There is a scent of wildness and freshness, and there is too much sky. Too much sea; the port has yet to be. The city is so young, only now emerging from the ground. Wisps of a language too old for me to understand float in the air. In coaches and carriages, there are men and women, dressed in the finest cottons and silks on their trip to the newly-born capital, hair coiffed, faces painted. But behind them others trail. Nameless. Faces darkened with sweat and grime, with no choice but to be brought to this foreign city and to do as others will. History will remember the names of the ones who brought them there. But their own stories will forever be lost in the nooks and crannies of the capital. The city reminds me that it has never been kind.
But it is archaic, has been there for a long, long time.
The carriages fade, and instead, a crowd amasses near the docks. The first letters have arrived. And newspapers several months old, spices, all sorts of items from around the known world (silk from china, embroidered cloths from India…).
Soon and yet not soon enough, the faces of those who wander the capital freely change. Now, dark skin gleams proudly under the sun, braided locks tumble freely in the wind.
And then all the horses fade. Soon, a few sleek and shiny cars ride along asphalted streets. The capital is changing. It has been changing for a long time now. A boy cries out headlines, stacks of newspapers behind his frail legs. Families bustle around, buying groceries and presents for upcoming holidays. The city is warm and welcoming, now.
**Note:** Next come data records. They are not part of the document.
//! The event log: an always-on `tracing` facade plus an optional
//! line-delimited JSON file sink.
//!
//! Every tracked operation emits a `tracing` event regardless of
//! configuration — the file sink is an additional, opt-in record of the same
//! events aimed at post-mortem tooling rather than a live console.

use std::fs::File;
use std::io::{self, BufWriter, Write};
use std::path::Path;

use serde::Serialize;
use time::OffsetDateTime;
use time::format_description::well_known::Rfc3339;

use crate::graph::DeadlockReport;
use crate::ids::{LockId, ThreadId};

/// One line of the optional event log.
#[derive(Serialize)]
struct Event<'a> {
    event: &'a str,
    #[serde(skip_serializing_if = "Option::is_none")]
    tid: Option<ThreadId>,
    #[serde(skip_serializing_if = "Option::is_none")]
    lid: Option<LockId>,
    #[serde(skip_serializing_if = "Option::is_none")]
    report: Option<&'a DeadlockReport>,
    ts: String,
}

fn now_rfc3339() -> String {
    OffsetDateTime::now_utc()
        .format(&Rfc3339)
        .unwrap_or_else(|_| String::from("unknown"))
}

/// A buffered, append-only sink for the event log's JSON lines.
///
/// Kept deliberately simple: one file, opened once, flushed on request or on
/// drop. There is no rotation or size cap — the event log is meant to cover a
/// single run of the host program, not to be a long-lived append log.
pub(crate) struct Sink {
    writer: parking_lot::Mutex<BufWriter<File>>,
}

impl Sink {
    pub fn open(path: &Path) -> io::Result<Self> {
        let file = File::options().create(true).append(true).open(path)?;
        Ok(Self {
            writer: parking_lot::Mutex::new(BufWriter::new(file)),
        })
    }

    fn write_event(&self, event: &Event<'_>) {
        let Ok(line) = serde_json::to_string(event) else {
            return;
        };
        let mut writer = self.writer.lock();
        let _ = writeln!(writer, "{line}");
    }

    pub fn flush(&self) -> io::Result<()> {
        self.writer.lock().flush()
    }
}

static SINK: parking_lot::RwLock<Option<Sink>> = parking_lot::RwLock::new(None);

pub(crate) fn install_sink(sink: Sink) {
    *SINK.write() = Some(sink);
}

/// Flushes the optional file sink, if one is installed. A no-op otherwise.
pub fn flush() -> io::Result<()> {
    match SINK.read().as_ref() {
        Some(sink) => sink.flush(),
        None => Ok(()),
    }
}

fn emit(event: Event<'_>) {
    if let Some(sink) = SINK.read().as_ref() {
        sink.write_event(&event);
    }
}

pub(crate) fn record_lock_created(lid: LockId, creator: ThreadId) {
    tracing::debug!(?lid, ?creator, "lock created");
    emit(Event {
        event: "lock_created",
        tid: Some(creator),
        lid: Some(lid),
        report: None,
        ts: now_rfc3339(),
    });
}

pub(crate) fn record_lock_destroyed(lid: LockId) {
    tracing::debug!(?lid, "lock destroyed");
    emit(Event {
        event: "lock_destroyed",
        tid: None,
        lid: Some(lid),
        report: None,
        ts: now_rfc3339(),
    });
}

pub(crate) fn record_wait(tid: ThreadId, lid: LockId) {
    tracing::trace!(?tid, ?lid, "thread waiting");
    emit(Event {
        event: "wait",
        tid: Some(tid),
        lid: Some(lid),
        report: None,
        ts: now_rfc3339(),
    });
}

pub(crate) fn record_acquired(tid: ThreadId, lid: LockId) {
    tracing::trace!(?tid, ?lid, "lock acquired");
    emit(Event {
        event: "acquired",
        tid: Some(tid),
        lid: Some(lid),
        report: None,
        ts: now_rfc3339(),
    });
}

pub(crate) fn record_released(tid: ThreadId, lid: LockId) {
    tracing::trace!(?tid, ?lid, "lock released");
    emit(Event {
        event: "released",
        tid: Some(tid),
        lid: Some(lid),
        report: None,
        ts: now_rfc3339(),
    });
}

pub(crate) fn record_thread_spawn(tid: ThreadId, parent: ThreadId) {
    tracing::debug!(?tid, ?parent, "thread spawn registered");
    emit(Event {
        event: "thread_spawn",
        tid: Some(tid),
        lid: None,
        report: None,
        ts: now_rfc3339(),
    });
}

pub(crate) fn record_thread_exit(tid: ThreadId) {
    tracing::debug!(?tid, "thread exit registered");
    emit(Event {
        event: "thread_exit",
        tid: Some(tid),
        lid: None,
        report: None,
        ts: now_rfc3339(),
    });
}

pub(crate) fn record_deadlock(report: &DeadlockReport) {
    emit(Event {
        event: "deadlock",
        tid: None,
        lid: None,
        report: Some(report),
        ts: now_rfc3339(),
    });
}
Many a wayward sailor finds home in one of its hidden places.
And then the boy is gone, and the headlines speak of a war. The streets are cold, the sunlight unwelcome. Whispers of “the war” fan now-sparsely populated roads. The people are glum and thin. Smiles turn out to be rarer commodities than food. Officers, decked in imposing uniforms stalk around, seeming tall and all too important, whisper heatedly of things only they know. The city does not grow much during that time. It hides.
And then the war is over. It is a blink of an eye to the old city, that war. Yet for its people it seemed like it would never end, even when it did. The city is never the same after.
The cars grow sleeker and more numerous now. But protests fill the streets of the city ever so often, and the old capital can only bow to the determined faces, the strong arms brandishing signs.
And then all too fast the years flash by, and even as my eyes water from the whiplash of that much knowledge all at once, I catch glimpses of faces that seem distantly familiar. Faces that I have only ever seen this young and carefree in yellowed photographs. Floral skirts and wild hair flow in the wind, large, tinted sunglasses resting atop noses.
And then there is a child tottering about near the port, ignoring a melting heap of ice-cream, instead entranced by the horizon, the boats and ships leaving the harbour. I know who that child is. I remember.
And later, later, the city rises from the earth and the night, touches the skies and doesn’t mean to stop there.
The day is new, but I am an old, old soul navigating this life through in the old capital.